*INSTRUCTIONS TO FOLLOW*: In the data below, the answer is the run of lines from the line containing "filename crates/core/src/pipeline.rs" through the line containing "pub fn is_healthy(&self)", both included; print it exactly and nothing else.

AVAILABLE RECORDS Start Marker

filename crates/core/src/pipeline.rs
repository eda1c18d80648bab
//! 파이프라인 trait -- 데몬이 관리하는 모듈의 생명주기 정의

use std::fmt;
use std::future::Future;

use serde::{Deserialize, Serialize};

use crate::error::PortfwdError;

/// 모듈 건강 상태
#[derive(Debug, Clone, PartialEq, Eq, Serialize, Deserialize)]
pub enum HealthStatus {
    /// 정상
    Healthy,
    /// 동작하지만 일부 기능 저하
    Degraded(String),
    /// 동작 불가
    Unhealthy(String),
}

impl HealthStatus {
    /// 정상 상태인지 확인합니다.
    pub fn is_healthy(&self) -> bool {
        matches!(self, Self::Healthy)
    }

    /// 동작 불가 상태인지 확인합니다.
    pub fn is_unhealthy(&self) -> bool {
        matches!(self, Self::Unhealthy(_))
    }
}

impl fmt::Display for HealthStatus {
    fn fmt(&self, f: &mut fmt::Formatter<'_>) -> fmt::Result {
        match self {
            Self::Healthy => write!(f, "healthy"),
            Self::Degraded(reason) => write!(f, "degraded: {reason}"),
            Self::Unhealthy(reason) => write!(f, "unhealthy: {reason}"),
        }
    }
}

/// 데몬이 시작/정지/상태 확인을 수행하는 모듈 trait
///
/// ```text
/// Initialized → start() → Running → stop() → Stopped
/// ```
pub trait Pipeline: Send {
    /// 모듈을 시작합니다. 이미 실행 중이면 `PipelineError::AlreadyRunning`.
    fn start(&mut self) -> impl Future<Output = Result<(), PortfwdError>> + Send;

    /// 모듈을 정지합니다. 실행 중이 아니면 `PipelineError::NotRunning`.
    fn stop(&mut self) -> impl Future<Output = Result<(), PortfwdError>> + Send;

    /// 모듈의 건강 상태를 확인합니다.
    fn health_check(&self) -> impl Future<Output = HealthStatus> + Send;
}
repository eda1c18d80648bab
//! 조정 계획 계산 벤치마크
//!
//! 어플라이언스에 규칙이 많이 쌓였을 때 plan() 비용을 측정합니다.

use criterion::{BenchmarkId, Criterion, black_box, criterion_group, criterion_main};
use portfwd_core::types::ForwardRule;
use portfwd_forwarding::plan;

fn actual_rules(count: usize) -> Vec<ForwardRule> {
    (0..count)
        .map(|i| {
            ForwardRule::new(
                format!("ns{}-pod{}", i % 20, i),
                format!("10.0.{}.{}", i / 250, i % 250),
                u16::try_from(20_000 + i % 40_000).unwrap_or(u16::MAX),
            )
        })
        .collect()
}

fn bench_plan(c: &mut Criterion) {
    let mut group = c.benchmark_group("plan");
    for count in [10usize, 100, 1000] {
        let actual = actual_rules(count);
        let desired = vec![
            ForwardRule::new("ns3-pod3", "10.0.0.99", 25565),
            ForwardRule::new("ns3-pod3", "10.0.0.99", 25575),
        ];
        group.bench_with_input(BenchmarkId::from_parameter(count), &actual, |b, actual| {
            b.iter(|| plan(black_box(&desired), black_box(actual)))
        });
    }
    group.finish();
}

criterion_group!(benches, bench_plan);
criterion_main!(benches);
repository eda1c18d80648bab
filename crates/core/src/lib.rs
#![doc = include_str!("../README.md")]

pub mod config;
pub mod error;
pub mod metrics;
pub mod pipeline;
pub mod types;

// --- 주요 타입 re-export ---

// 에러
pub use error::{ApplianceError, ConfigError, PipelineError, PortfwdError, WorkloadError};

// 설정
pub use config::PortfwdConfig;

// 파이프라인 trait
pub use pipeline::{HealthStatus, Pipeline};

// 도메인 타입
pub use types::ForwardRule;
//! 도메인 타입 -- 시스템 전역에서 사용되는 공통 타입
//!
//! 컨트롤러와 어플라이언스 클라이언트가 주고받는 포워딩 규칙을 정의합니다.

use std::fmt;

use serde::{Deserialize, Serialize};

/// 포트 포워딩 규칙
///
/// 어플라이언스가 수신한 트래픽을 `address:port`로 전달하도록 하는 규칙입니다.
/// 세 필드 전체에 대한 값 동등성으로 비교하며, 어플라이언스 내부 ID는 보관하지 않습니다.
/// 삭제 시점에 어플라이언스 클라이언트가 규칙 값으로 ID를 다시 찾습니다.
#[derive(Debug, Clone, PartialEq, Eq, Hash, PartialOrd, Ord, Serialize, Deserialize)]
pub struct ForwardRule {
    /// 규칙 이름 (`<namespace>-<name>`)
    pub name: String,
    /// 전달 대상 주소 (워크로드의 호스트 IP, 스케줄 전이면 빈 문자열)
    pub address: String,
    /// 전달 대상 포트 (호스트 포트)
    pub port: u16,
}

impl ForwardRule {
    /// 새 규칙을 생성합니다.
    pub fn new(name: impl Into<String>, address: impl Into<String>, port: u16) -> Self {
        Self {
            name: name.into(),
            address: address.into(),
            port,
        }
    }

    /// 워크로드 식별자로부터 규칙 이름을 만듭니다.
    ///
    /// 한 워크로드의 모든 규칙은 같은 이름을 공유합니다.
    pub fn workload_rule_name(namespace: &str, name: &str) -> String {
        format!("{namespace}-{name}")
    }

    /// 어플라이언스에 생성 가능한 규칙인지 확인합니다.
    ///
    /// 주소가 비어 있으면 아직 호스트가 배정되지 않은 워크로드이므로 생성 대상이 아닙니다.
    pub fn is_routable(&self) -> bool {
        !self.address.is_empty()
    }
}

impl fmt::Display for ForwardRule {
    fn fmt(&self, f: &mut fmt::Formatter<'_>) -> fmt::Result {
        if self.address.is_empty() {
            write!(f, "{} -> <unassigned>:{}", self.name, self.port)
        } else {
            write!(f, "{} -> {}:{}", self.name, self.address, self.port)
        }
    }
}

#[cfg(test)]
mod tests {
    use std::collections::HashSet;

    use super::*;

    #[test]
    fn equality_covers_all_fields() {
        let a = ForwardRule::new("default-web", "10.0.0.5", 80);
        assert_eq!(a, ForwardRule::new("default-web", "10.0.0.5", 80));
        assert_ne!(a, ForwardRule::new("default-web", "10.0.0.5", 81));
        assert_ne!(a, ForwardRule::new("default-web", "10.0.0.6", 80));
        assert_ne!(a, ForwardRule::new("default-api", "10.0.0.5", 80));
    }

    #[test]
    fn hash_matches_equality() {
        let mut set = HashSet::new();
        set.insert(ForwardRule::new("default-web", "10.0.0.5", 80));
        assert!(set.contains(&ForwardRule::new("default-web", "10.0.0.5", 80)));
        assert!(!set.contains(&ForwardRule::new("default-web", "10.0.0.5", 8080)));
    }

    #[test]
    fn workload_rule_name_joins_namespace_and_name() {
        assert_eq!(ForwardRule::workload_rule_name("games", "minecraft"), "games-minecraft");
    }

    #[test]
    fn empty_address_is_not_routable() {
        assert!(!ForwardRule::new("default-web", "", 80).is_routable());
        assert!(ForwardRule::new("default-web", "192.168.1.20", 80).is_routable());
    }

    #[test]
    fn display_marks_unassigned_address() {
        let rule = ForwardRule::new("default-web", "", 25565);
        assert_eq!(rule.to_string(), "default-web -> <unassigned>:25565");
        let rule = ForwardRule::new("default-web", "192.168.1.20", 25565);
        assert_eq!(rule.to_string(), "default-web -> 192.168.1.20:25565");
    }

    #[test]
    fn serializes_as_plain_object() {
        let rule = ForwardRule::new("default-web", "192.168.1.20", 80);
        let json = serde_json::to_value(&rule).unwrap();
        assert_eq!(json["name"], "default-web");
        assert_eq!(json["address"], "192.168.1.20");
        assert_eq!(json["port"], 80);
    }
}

AVAILABLE RECORDS End Marker
AVAILABLE RECORDS Start Marker

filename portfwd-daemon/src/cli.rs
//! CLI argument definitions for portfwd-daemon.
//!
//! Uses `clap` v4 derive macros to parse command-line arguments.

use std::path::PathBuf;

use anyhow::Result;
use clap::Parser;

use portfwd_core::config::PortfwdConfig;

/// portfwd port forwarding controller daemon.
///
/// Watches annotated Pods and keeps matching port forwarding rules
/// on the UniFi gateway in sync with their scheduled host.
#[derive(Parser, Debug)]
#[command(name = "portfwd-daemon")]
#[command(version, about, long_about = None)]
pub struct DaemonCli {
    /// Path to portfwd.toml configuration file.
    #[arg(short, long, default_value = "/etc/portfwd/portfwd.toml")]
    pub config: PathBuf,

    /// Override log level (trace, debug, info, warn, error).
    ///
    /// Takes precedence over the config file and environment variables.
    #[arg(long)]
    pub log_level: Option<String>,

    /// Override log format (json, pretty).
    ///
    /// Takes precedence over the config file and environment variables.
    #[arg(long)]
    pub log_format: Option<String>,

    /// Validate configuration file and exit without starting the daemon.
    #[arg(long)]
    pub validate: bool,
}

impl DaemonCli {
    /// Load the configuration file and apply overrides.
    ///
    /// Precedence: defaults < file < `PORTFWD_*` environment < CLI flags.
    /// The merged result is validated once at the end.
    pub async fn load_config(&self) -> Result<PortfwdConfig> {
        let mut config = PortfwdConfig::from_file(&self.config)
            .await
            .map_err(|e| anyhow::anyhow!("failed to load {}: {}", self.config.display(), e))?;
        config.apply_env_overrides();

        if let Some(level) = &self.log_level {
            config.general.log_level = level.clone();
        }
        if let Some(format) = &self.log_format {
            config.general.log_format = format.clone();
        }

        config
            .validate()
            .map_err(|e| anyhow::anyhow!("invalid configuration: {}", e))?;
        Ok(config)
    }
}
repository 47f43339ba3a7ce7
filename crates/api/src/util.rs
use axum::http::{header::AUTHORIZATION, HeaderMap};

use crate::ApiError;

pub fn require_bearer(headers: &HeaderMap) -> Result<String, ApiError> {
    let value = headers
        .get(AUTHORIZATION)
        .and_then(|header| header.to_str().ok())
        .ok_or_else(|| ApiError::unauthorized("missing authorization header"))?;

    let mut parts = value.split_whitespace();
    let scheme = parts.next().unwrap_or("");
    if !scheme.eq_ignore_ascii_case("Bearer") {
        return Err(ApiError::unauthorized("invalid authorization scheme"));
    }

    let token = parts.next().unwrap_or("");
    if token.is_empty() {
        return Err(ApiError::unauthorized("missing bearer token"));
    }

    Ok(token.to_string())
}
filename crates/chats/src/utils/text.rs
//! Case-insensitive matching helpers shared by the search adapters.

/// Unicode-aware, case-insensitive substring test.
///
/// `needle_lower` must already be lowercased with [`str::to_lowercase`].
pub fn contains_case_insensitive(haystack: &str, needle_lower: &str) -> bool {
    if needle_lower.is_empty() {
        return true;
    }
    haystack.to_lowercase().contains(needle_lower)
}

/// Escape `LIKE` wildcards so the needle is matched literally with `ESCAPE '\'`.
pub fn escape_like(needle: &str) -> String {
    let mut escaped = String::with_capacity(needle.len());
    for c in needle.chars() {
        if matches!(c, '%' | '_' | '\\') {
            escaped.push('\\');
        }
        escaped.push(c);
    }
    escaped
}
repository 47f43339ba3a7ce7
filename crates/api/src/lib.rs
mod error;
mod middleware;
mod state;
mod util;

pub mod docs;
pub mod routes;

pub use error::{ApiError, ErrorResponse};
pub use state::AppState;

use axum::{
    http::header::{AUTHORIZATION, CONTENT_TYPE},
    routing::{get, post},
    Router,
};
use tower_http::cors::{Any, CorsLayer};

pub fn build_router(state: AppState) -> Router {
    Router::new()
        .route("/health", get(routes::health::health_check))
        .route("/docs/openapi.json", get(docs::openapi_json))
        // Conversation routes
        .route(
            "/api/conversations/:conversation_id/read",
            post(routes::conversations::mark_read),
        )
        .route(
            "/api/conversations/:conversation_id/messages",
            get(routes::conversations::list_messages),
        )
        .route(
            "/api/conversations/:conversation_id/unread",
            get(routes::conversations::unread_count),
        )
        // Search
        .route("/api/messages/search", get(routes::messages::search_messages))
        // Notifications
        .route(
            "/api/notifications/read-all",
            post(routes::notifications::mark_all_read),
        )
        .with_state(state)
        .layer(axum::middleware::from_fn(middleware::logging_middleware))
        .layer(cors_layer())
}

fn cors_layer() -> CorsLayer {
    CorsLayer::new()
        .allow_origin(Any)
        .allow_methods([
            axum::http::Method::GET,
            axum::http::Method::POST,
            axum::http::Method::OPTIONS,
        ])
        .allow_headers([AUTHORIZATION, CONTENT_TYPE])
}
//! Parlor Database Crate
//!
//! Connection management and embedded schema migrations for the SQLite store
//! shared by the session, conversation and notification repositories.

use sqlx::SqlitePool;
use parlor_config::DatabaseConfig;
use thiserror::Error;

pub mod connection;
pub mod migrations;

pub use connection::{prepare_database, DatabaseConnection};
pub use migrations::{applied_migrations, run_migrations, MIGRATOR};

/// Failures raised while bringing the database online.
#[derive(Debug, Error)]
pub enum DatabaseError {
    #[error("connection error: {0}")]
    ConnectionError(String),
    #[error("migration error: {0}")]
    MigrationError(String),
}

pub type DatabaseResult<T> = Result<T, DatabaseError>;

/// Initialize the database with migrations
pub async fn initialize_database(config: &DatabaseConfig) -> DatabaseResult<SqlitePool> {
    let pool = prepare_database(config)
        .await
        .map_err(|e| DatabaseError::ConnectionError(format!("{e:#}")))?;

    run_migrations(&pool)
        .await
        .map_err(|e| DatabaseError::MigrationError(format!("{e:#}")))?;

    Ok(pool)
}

AVAILABLE RECORDS End Marker

*TASK OUTPUT*:
filename crates/core/src/pipeline.rs
repository eda1c18d80648bab
//! 파이프라인 trait -- 데몬이 관리하는 모듈의 생명주기 정의

use std::fmt;
use std::future::Future;

use serde::{Deserialize, Serialize};

use crate::error::PortfwdError;

/// 모듈 건강 상태
#[derive(Debug, Clone, PartialEq, Eq, Serialize, Deserialize)]
pub enum HealthStatus {
    /// 정상
    Healthy,
    /// 동작하지만 일부 기능 저하
    Degraded(String),
    /// 동작 불가
    Unhealthy(String),
}

impl HealthStatus {
    /// 정상 상태인지 확인합니다.
    pub fn is_healthy(&self) -> bool {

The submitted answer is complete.